Aprovada no ano passado, a reforma da Previdência instituiu idade mínima para aposentadoria no Brasil – de 65 anos para homens e de 62 para mulheres. Com as mudanças, o desafio de conseguir empregar trabalhadores por mais tempo deve crescer no pós-pandemia, avalia o economista Ely José de Mattos, professor da Escola de Negócios da PUCRS.
– Vamos ter uma dificuldade maior para recolocação de trabalhadores mais velhos. Quando empresas retomarem as atividades, a tendência é de que não estejam entre os primeiros contratados. Setores intensivos em mão de obra costumam buscar antes funcionários mais jovens. Além disso, existe um preconceito com os mais velhos, não só no Brasil – aponta Ely.
Horizonte carregado de incertezas
Analistas mencionam que o mercado de trabalho pode ter deixado o fundo do poço para trás. Entretanto, o horizonte para os próximos meses está carregado de incertezas. Isso significa que a retomada dependerá, em grande parte, do cenário da pandemia.
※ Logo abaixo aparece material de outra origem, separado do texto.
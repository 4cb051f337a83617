//! textmill - complexity-driven OCR orchestration.
//!
//! CLI entry point: routes scanned page images across competing OCR
//! backends under resource constraints and prints or exports the results.

use textmill::cli;
use tracing_subscriber::{layer::SubscriberExt, util::SubscriberInitExt};

#[tokio::main]
async fn main() -> anyhow::Result<()> {
    // Load .env file if present (before anything else)
    let _ = dotenvy::dotenv();

    // Initialize logging based on verbosity
    let default_filter = if cli::is_verbose() {
        "textmill=info"
    } else {
        "textmill=warn"
    };

    tracing_subscriber::registry()
        .with(
            tracing_subscriber::EnvFilter::try_from_default_env()
                .unwrap_or_else(|_| default_filter.into()),
        )
        .with(tracing_subscriber::fmt::layer())
        .init();

    cli::run().await
}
Um dos indícios de que a pior fase da crise pode ter ficado no retrovisor é o alívio nos pedidos de seguro-desemprego. Em julho, o Rio Grande do Sul teve 32,7 mil solicitações do benefício – voltado a trabalhadores formais demitidos sem justa causa. Trata-se do menor volume desde fevereiro (27,8 mil), quando a covid-19 ainda não causava prejuízos para empresas e famílias gaúchas.
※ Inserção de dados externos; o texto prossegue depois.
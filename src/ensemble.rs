//! Ensemble reconciliation.
//!
//! Merges the outputs of multiple backends that ran the same page into one
//! result via confidence-weighted voting. Tie-breaking is deterministic
//! (backend id ascending), so reconciling the same attempt set twice yields
//! an identical result regardless of arrival order.

use std::collections::HashMap;

use tracing::debug;

use crate::config::EnsembleConfig;
use crate::model::{EnsembleResult, OcrAttempt};

/// Confidence-weighted voting over successful attempts.
pub struct EnsembleReconciler {
    config: EnsembleConfig,
}

impl EnsembleReconciler {
    pub fn new(config: EnsembleConfig) -> Self {
        Self { config }
    }

    /// Whether a resolved confidence falls below the manual-review floor.
    /// Flagged pages go to a human, not back into the retry loop; retrying
    /// does not fix ambiguous source material.
    pub fn needs_review(&self, confidence: f32) -> bool {
        confidence < self.config.min_confidence
    }

    /// Merge two or more successful attempts into one result.
    ///
    /// `priorities` maps backend id to its configured base priority, which
    /// weighs both the vote and the aggregate confidence.
    pub fn reconcile(
        &self,
        attempts: &[OcrAttempt],
        priorities: &HashMap<String, u32>,
    ) -> EnsembleResult {
        debug_assert!(attempts.len() >= 2, "reconcile needs at least 2 attempts");

        let mut contributing: Vec<&OcrAttempt> =
            attempts.iter().filter(|a| a.succeeded()).collect();
        // Canonical order makes the whole computation order-insensitive.
        contributing.sort_by(|a, b| a.backend_id.cmp(&b.backend_id));

        let priority_of =
            |a: &OcrAttempt| *priorities.get(&a.backend_id).unwrap_or(&1) as f64;
        let vote_weight = |a: &OcrAttempt| a.confidence as f64 * priority_of(a);

        let all_agree = contributing
            .windows(2)
            .all(|w| normalize(&w[0].text) == normalize(&w[1].text));

        let (winner, agreement) = if all_agree {
            // Identical after normalization: highest individual confidence
            // wins, agreement is total.
            let winner = contributing
                .iter()
                .max_by(|a, b| {
                    a.confidence
                        .partial_cmp(&b.confidence)
                        .unwrap_or(std::cmp::Ordering::Equal)
                        .then_with(|| b.backend_id.cmp(&a.backend_id))
                })
                .expect("contributing is non-empty");
            (*winner, 1.0f32)
        } else {
            // Confidence-weighted vote; agreement is the similarity between
            // the winning text and the runner-up.
            let winner = contributing
                .iter()
                .max_by(|a, b| {
                    vote_weight(a)
                        .partial_cmp(&vote_weight(b))
                        .unwrap_or(std::cmp::Ordering::Equal)
                        .then_with(|| b.backend_id.cmp(&a.backend_id))
                })
                .expect("contributing is non-empty");
            let runner_up = contributing
                .iter()
                .filter(|a| a.backend_id != winner.backend_id)
                .max_by(|a, b| {
                    vote_weight(a)
                        .partial_cmp(&vote_weight(b))
                        .unwrap_or(std::cmp::Ordering::Equal)
                        .then_with(|| b.backend_id.cmp(&a.backend_id))
                })
                .expect("at least two contributors");
            let similarity = strsim::normalized_levenshtein(
                &normalize(&winner.text),
                &normalize(&runner_up.text),
            ) as f32;
            (*winner, similarity)
        };

        let weight_sum: f64 = contributing.iter().map(|a| priority_of(a)).sum();
        let weighted_confidence: f64 = contributing
            .iter()
            .map(|a| a.confidence as f64 * priority_of(a))
            .sum::<f64>()
            / weight_sum.max(f64::EPSILON);

        // Disagreement discounts the aggregate so a confident-but-lonely
        // outlier cannot produce a falsely high score.
        let discount = 1.0 - self.config.disagreement_penalty * (1.0 - agreement);
        let confidence = (weighted_confidence as f32 * discount).clamp(0.0, 1.0);

        debug!(
            winner = %winner.backend_id,
            agreement,
            confidence,
            contributors = contributing.len(),
            "ensemble reconciled"
        );

        EnsembleResult {
            text: winner.text.clone(),
            confidence,
            contributing_backends: contributing
                .iter()
                .map(|a| a.backend_id.clone())
                .collect(),
            agreement_score: agreement,
        }
    }
}

/// Whitespace/case-insensitive canonical form for comparison.
fn normalize(text: &str) -> String {
    text.split_whitespace()
        .collect::<Vec<_>>()
        .join(" ")
        .to_lowercase()
}

#[cfg(test)]
mod tests {
    use std::time::Duration;

    use chrono::Utc;

    use super::*;
    use crate::model::AttemptOutcome;

    fn attempt(backend_id: &str, text: &str, confidence: f32) -> OcrAttempt {
        OcrAttempt {
            backend_id: backend_id.into(),
            started_at: Utc::now(),
            duration: Duration::from_millis(100),
            outcome: AttemptOutcome::Success,
            confidence,
            text: text.into(),
            structured_fields: HashMap::new(),
            error: None,
        }
    }

    fn priorities() -> HashMap<String, u32> {
        HashMap::from([
            ("fast".to_string(), 60),
            ("accurate".to_string(), 90),
        ])
    }

    fn reconciler() -> EnsembleReconciler {
        EnsembleReconciler::new(EnsembleConfig::default())
    }

    #[test]
    fn identical_texts_give_full_agreement() {
        let attempts = vec![
            attempt("fast", "Hello  World", 0.7),
            attempt("accurate", "hello world", 0.9),
        ];
        let result = reconciler().reconcile(&attempts, &priorities());
        assert_eq!(result.agreement_score, 1.0);
        // Highest individual confidence wins the returned text verbatim.
        assert_eq!(result.text, "hello world");
        assert_eq!(result.contributing_backends, vec!["accurate", "fast"]);
    }

    #[test]
    fn disagreement_picks_weighted_winner() {
        // fast: 0.9 * 60 = 54; accurate: 0.8 * 90 = 72.
        let attempts = vec![
            attempt("fast", "rn hello", 0.9),
            attempt("accurate", "m hello", 0.8),
        ];
        let result = reconciler().reconcile(&attempts, &priorities());
        assert_eq!(result.text, "m hello");
        assert!(result.agreement_score < 1.0);
        assert!(result.agreement_score > 0.5);
    }

    #[test]
    fn disagreement_discounts_confidence() {
        let agree = reconciler().reconcile(
            &[
                attempt("fast", "same text", 0.9),
                attempt("accurate", "same text", 0.9),
            ],
            &priorities(),
        );
        let disagree = reconciler().reconcile(
            &[
                attempt("fast", "completely different words", 0.9),
                attempt("accurate", "nothing alike at all", 0.9),
            ],
            &priorities(),
        );
        assert!(disagree.confidence < agree.confidence);
    }

    #[test]
    fn aggregate_confidence_is_priority_weighted_mean() {
        let mut priorities = priorities();
        priorities.insert("slow".to_string(), 10);
        let attempts = vec![
            attempt("fast", "same text", 0.6),
            attempt("accurate", "same text", 0.9),
            attempt("slow", "same text", 0.3),
        ];
        let result = reconciler().reconcile(&attempts, &priorities);
        // (0.6*60 + 0.9*90 + 0.3*10) / (60 + 90 + 10) = 0.75, no discount.
        assert!((result.confidence - 0.75).abs() < 1e-6);
        assert_eq!(result.agreement_score, 1.0);
    }

    #[test]
    fn reconcile_is_order_insensitive_and_idempotent() {
        let a = attempt("fast", "first variant", 0.85);
        let b = attempt("accurate", "second variant", 0.80);

        let forward = reconciler().reconcile(&[a.clone(), b.clone()], &priorities());
        let reversed = reconciler().reconcile(&[b, a], &priorities());
        assert_eq!(forward, reversed);

        let again = reconciler().reconcile(
            &[
                attempt("fast", "first variant", 0.85),
                attempt("accurate", "second variant", 0.80),
            ],
            &priorities(),
        );
        assert_eq!(forward, again);
    }

    #[test]
    fn equal_weights_break_ties_by_backend_id() {
        let mut equal = HashMap::new();
        equal.insert("a".to_string(), 50);
        equal.insert("b".to_string(), 50);
        let result = reconciler().reconcile(
            &[attempt("b", "text bee", 0.8), attempt("a", "text ayy", 0.8)],
            &equal,
        );
        assert_eq!(result.text, "text ayy");
    }

    #[test]
    fn review_floor_uses_configured_minimum() {
        let r = EnsembleReconciler::new(EnsembleConfig {
            min_confidence: 0.8,
            ..EnsembleConfig::default()
        });
        assert!(r.needs_review(0.79));
        assert!(!r.needs_review(0.8));
    }
}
Economista-chefe da CDL Porto Alegre, Oscar Frank entende que a reação dos negócios no pós-pandemia tem de ser estimulada pela agenda de reformas no país:
– O cenário ainda é de preocupação, os riscos seguem elevados. Precisamos de um bom ritmo de crescimento da economia para que as pessoas prejudicadas voltem ao mercado de trabalho. Quanto mais tempo ficam afastadas, mais difícil é a recolocação. A única saída para colocar o país em outro patamar é a agenda de reformas.
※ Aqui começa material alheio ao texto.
//! Page complexity analysis.
//!
//! Scores how difficult a page image is expected to be for OCR, as a pure
//! function of its pixels. Five sub-metrics are each normalized to [0, 100],
//! combined as a configurable weighted sum, and mapped to a classification
//! band that drives backend routing.

use std::collections::HashMap;

use image::GrayImage;
use serde::{Deserialize, Serialize};

use crate::config::ComplexityConfig;
use crate::error::PageError;
use crate::model::PageImage;

/// Classification bands partition [0, 100]: `< simple_threshold` is Simple,
/// `>= complex_threshold` is Complex, everything between is Moderate.
#[derive(Debug, Clone, Copy, PartialEq, Eq, Hash, Serialize, Deserialize)]
pub enum Classification {
    Simple,
    Moderate,
    Complex,
}

impl std::fmt::Display for Classification {
    fn fmt(&self, f: &mut std::fmt::Formatter<'_>) -> std::fmt::Result {
        let s = match self {
            Classification::Simple => "simple",
            Classification::Moderate => "moderate",
            Classification::Complex => "complex",
        };
        write!(f, "{}", s)
    }
}

/// Result of analyzing one page. Computed once per page; immutable.
#[derive(Debug, Clone, Serialize, Deserialize)]
pub struct ComplexityScore {
    /// Weighted overall score, clamped to [0, 100].
    pub overall: f64,
    /// Per-metric scores, each in [0, 100], keyed by metric name.
    pub metrics: HashMap<String, f64>,
    pub classification: Classification,
}

/// Stateless analyzer parameterized by weights and thresholds.
#[derive(Debug, Clone)]
pub struct ComplexityAnalyzer {
    config: ComplexityConfig,
}

/// Gradient magnitude above which a pixel counts as an edge.
const EDGE_GRADIENT_THRESHOLD: i32 = 40;
/// Edge density that maps to the maximum layout contribution (~5% of pixels).
const EDGE_DENSITY_CEILING: f64 = 0.05;
/// Ink coverage band that scores zero text-density complexity.
const INK_BAND_LOW: f64 = 0.15;
const INK_BAND_HIGH: f64 = 0.35;
/// Megapixel band that scores zero resolution complexity.
const MEGAPIXEL_BAND_LOW: f64 = 2.0;
const MEGAPIXEL_BAND_HIGH: f64 = 5.0;
/// Megapixels at which over-resolution saturates to the maximum score.
const MEGAPIXEL_CEILING: f64 = 20.0;

impl ComplexityAnalyzer {
    pub fn new(config: ComplexityConfig) -> Self {
        Self { config }
    }

    /// Score one page. Fails only on malformed input.
    pub fn analyze(&self, page: &PageImage) -> Result<ComplexityScore, PageError> {
        let img = &page.gray;
        if img.width() == 0 || img.height() == 0 {
            return Err(PageError::InvalidImage(format!(
                "empty image ({}x{})",
                img.width(),
                img.height()
            )));
        }

        let mut metrics = HashMap::new();
        metrics.insert("image_quality".to_string(), image_quality_score(img));
        metrics.insert("layout".to_string(), layout_score(img));
        metrics.insert("text_density".to_string(), text_density_score(img));
        metrics.insert("noise".to_string(), noise_score(img));
        metrics.insert("resolution".to_string(), resolution_score(img));

        let w = &self.config.weights;
        let weighted = w.image_quality * metrics["image_quality"]
            + w.layout * metrics["layout"]
            + w.text_density * metrics["text_density"]
            + w.noise * metrics["noise"]
            + w.resolution * metrics["resolution"];
        let overall = (weighted / w.total()).clamp(0.0, 100.0);

        Ok(ComplexityScore {
            overall,
            metrics,
            classification: self.classify(overall),
        })
    }

    /// Map an overall score to its classification band.
    pub fn classify(&self, overall: f64) -> Classification {
        if overall < self.config.simple_threshold {
            Classification::Simple
        } else if overall < self.config.complex_threshold {
            Classification::Moderate
        } else {
            Classification::Complex
        }
    }
}

/// Combined contrast and sharpness metric. Washed-out or blurry scans score
/// high complexity.
fn image_quality_score(img: &GrayImage) -> f64 {
    let n = (img.width() as u64 * img.height() as u64) as f64;

    let mut sum = 0.0;
    for p in img.pixels() {
        sum += p.0[0] as f64;
    }
    let mean = sum / n;

    let mut var_sum = 0.0;
    for p in img.pixels() {
        let d = p.0[0] as f64 - mean;
        var_sum += d * d;
    }
    let std_dev = (var_sum / n).sqrt();
    // A std-dev of 64+ on an 8-bit page is comfortably bimodal ink-on-paper.
    let contrast = (std_dev / 64.0).min(1.0);

    let sharpness = (mean_abs_laplacian(img) / 16.0).min(1.0);

    (1.0 - (contrast + sharpness) / 2.0) * 100.0
}

/// Mean absolute response of the 4-neighbor Laplacian over interior pixels.
fn mean_abs_laplacian(img: &GrayImage) -> f64 {
    let (w, h) = (img.width(), img.height());
    if w < 3 || h < 3 {
        return 0.0;
    }
    let mut total = 0.0;
    for y in 1..h - 1 {
        for x in 1..w - 1 {
            let c = img.get_pixel(x, y).0[0] as i32;
            let lap = img.get_pixel(x - 1, y).0[0] as i32
                + img.get_pixel(x + 1, y).0[0] as i32
                + img.get_pixel(x, y - 1).0[0] as i32
                + img.get_pixel(x, y + 1).0[0] as i32
                - 4 * c;
            total += lap.abs() as f64;
        }
    }
    total / ((w - 2) as f64 * (h - 2) as f64)
}

/// Edge-pixel density as a proxy for layout complexity. Tables, figures,
/// and multi-column layouts produce dense edges.
fn layout_score(img: &GrayImage) -> f64 {
    let (w, h) = (img.width(), img.height());
    if w < 2 || h < 2 {
        return 0.0;
    }
    let mut edges = 0u64;
    for y in 0..h - 1 {
        for x in 0..w - 1 {
            let c = img.get_pixel(x, y).0[0] as i32;
            let dx = (img.get_pixel(x + 1, y).0[0] as i32 - c).abs();
            let dy = (img.get_pixel(x, y + 1).0[0] as i32 - c).abs();
            if dx + dy > EDGE_GRADIENT_THRESHOLD {
                edges += 1;
            }
        }
    }
    let density = edges as f64 / ((w - 1) as f64 * (h - 1) as f64);
    (density / EDGE_DENSITY_CEILING).min(1.0) * 100.0
}

/// U-shaped ink coverage penalty: both near-blank and ink-flooded pages are
/// hard; an ordinary typed page sits in the 15-35% band.
fn text_density_score(img: &GrayImage) -> f64 {
    let n = (img.width() as u64 * img.height() as u64) as f64;
    let mut sum = 0u64;
    for p in img.pixels() {
        sum += p.0[0] as u64;
    }
    let mean = sum as f64 / n;
    // Binarize against a threshold relative to the page's own brightness.
    let threshold = (mean * 0.75).min(200.0);

    let mut dark = 0u64;
    for p in img.pixels() {
        if (p.0[0] as f64) < threshold {
            dark += 1;
        }
    }
    let coverage = dark as f64 / n;

    if coverage < INK_BAND_LOW {
        (INK_BAND_LOW - coverage) / INK_BAND_LOW * 100.0
    } else if coverage > INK_BAND_HIGH {
        ((coverage - INK_BAND_HIGH) / (1.0 - INK_BAND_HIGH) * 100.0).min(100.0)
    } else {
        0.0
    }
}

/// Salt-and-pepper noise estimate: mean absolute difference between the
/// image and its 3x3 median filter.
fn noise_score(img: &GrayImage) -> f64 {
    let (w, h) = (img.width(), img.height());
    if w < 3 || h < 3 {
        return 0.0;
    }
    let mut total = 0.0;
    let mut window = [0u8; 9];
    for y in 1..h - 1 {
        for x in 1..w - 1 {
            let mut i = 0;
            for dy in 0..3 {
                for dx in 0..3 {
                    window[i] = img.get_pixel(x + dx - 1, y + dy - 1).0[0];
                    i += 1;
                }
            }
            window.sort_unstable();
            let median = window[4];
            let c = img.get_pixel(x, y).0[0];
            total += (c as i32 - median as i32).abs() as f64;
        }
    }
    let mean_diff = total / ((w - 2) as f64 * (h - 2) as f64);
    (mean_diff / 24.0).min(1.0) * 100.0
}

/// Banded resolution penalty: under-resolved text is unreadable, heavily
/// over-resolved scans blow up engine memory and latency.
fn resolution_score(img: &GrayImage) -> f64 {
    let mp = img.width() as f64 * img.height() as f64 / 1_000_000.0;
    if mp < MEGAPIXEL_BAND_LOW {
        (MEGAPIXEL_BAND_LOW - mp) / MEGAPIXEL_BAND_LOW * 100.0
    } else if mp > MEGAPIXEL_BAND_HIGH {
        ((mp - MEGAPIXEL_BAND_HIGH) / (MEGAPIXEL_CEILING - MEGAPIXEL_BAND_HIGH) * 100.0).min(100.0)
    } else {
        0.0
    }
}

#[cfg(test)]
mod tests {
    use super::*;
    use image::Luma;

    fn analyzer() -> ComplexityAnalyzer {
        ComplexityAnalyzer::new(ComplexityConfig::default())
    }

    fn flat_page(w: u32, h: u32, value: u8) -> PageImage {
        let img = GrayImage::from_pixel(w, h, Luma([value]));
        PageImage::from_gray(0, img, 300)
    }

    /// A page with crisp text-like strokes: white background, dark rows.
    fn striped_page(w: u32, h: u32) -> PageImage {
        let img = GrayImage::from_fn(w, h, |_, y| {
            if y % 8 < 2 {
                Luma([10u8])
            } else {
                Luma([245u8])
            }
        });
        PageImage::from_gray(0, img, 300)
    }

    #[test]
    fn rejects_empty_image() {
        let page = flat_page(0, 0, 128);
        assert!(matches!(
            analyzer().analyze(&page),
            Err(PageError::InvalidImage(_))
        ));
    }

    #[test]
    fn overall_always_in_bounds() {
        for page in [
            flat_page(64, 64, 0),
            flat_page(64, 64, 255),
            flat_page(2048, 1536, 128),
            striped_page(200, 200),
        ] {
            let score = analyzer().analyze(&page).unwrap();
            assert!((0.0..=100.0).contains(&score.overall), "{}", score.overall);
            for (name, value) in &score.metrics {
                assert!((0.0..=100.0).contains(value), "{name}: {value}");
            }
        }
    }

    #[test]
    fn classification_bands_partition_range() {
        let a = analyzer();
        assert_eq!(a.classify(0.0), Classification::Simple);
        assert_eq!(a.classify(29.999), Classification::Simple);
        assert_eq!(a.classify(30.0), Classification::Moderate);
        assert_eq!(a.classify(59.999), Classification::Moderate);
        assert_eq!(a.classify(60.0), Classification::Complex);
        assert_eq!(a.classify(100.0), Classification::Complex);
    }

    #[test]
    fn blank_page_scores_high_quality_complexity() {
        // Flat gray: no contrast, no sharpness, no edges.
        let score = analyzer().analyze(&flat_page(100, 100, 128)).unwrap();
        assert_eq!(score.metrics["image_quality"], 100.0);
        assert_eq!(score.metrics["layout"], 0.0);
    }

    #[test]
    fn striped_page_scores_better_quality_than_blank() {
        let blank = analyzer().analyze(&flat_page(200, 200, 128)).unwrap();
        let striped = analyzer().analyze(&striped_page(200, 200)).unwrap();
        assert!(striped.metrics["image_quality"] < blank.metrics["image_quality"]);
    }

    #[test]
    fn text_density_penalty_is_u_shaped() {
        // Near-blank page: almost no ink, high penalty.
        let blank = analyzer().analyze(&flat_page(100, 100, 250)).unwrap();
        assert!(blank.metrics["text_density"] > 80.0);

        // Striped page: 25% ink coverage sits inside the optimal band.
        let striped = analyzer().analyze(&striped_page(100, 100)).unwrap();
        assert_eq!(striped.metrics["text_density"], 0.0);
    }

    #[test]
    fn resolution_band_is_u_shaped() {
        // Tiny thumbnail: far under-resolved.
        let tiny = analyzer().analyze(&flat_page(100, 100, 128)).unwrap();
        assert!(tiny.metrics["resolution"] > 90.0);

        // ~3 MP page sits in the target band.
        let normal = analyzer().analyze(&flat_page(2048, 1536, 128)).unwrap();
        assert_eq!(normal.metrics["resolution"], 0.0);
    }

    #[test]
    fn analysis_is_deterministic() {
        let page = striped_page(150, 150);
        let a = analyzer().analyze(&page).unwrap();
        let b = analyzer().analyze(&page).unwrap();
        assert_eq!(a.overall, b.overall);
        assert_eq!(a.classification, b.classification);
    }

    #[test]
    fn custom_thresholds_shift_bands() {
        let a = ComplexityAnalyzer::new(ComplexityConfig {
            simple_threshold: 10.0,
            complex_threshold: 20.0,
            ..ComplexityConfig::default()
        });
        assert_eq!(a.classify(15.0), Classification::Moderate);
        assert_eq!(a.classify(25.0), Classification::Complex);
    }
}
Para tentar mitigar os efeitos da crise, o governo federal aderiu nos últimos meses a medidas como o auxílio emergencial de R$ 600, direcionado a grupos como o de trabalhadores informais. Professor da Escola de Negócios da PUCRS, o economista Ely José de Mattos considera que, apesar das dificuldades fiscais, o país não pode abandonar totalmente esse tipo de suporte ao longo do segundo semestre.
– Há uma escalada de otimismo com alguns indicadores positivos da economia nas últimas semanas. Mas essa melhora é sinal de que o país tem de manter algum tipo de auxílio, não necessariamente no valor atual. A retomada da economia deve seguir, mas de forma muito desigual entre os setores. Há uma série de incertezas, só que não podemos enxergar terra arrasada – frisa Ely.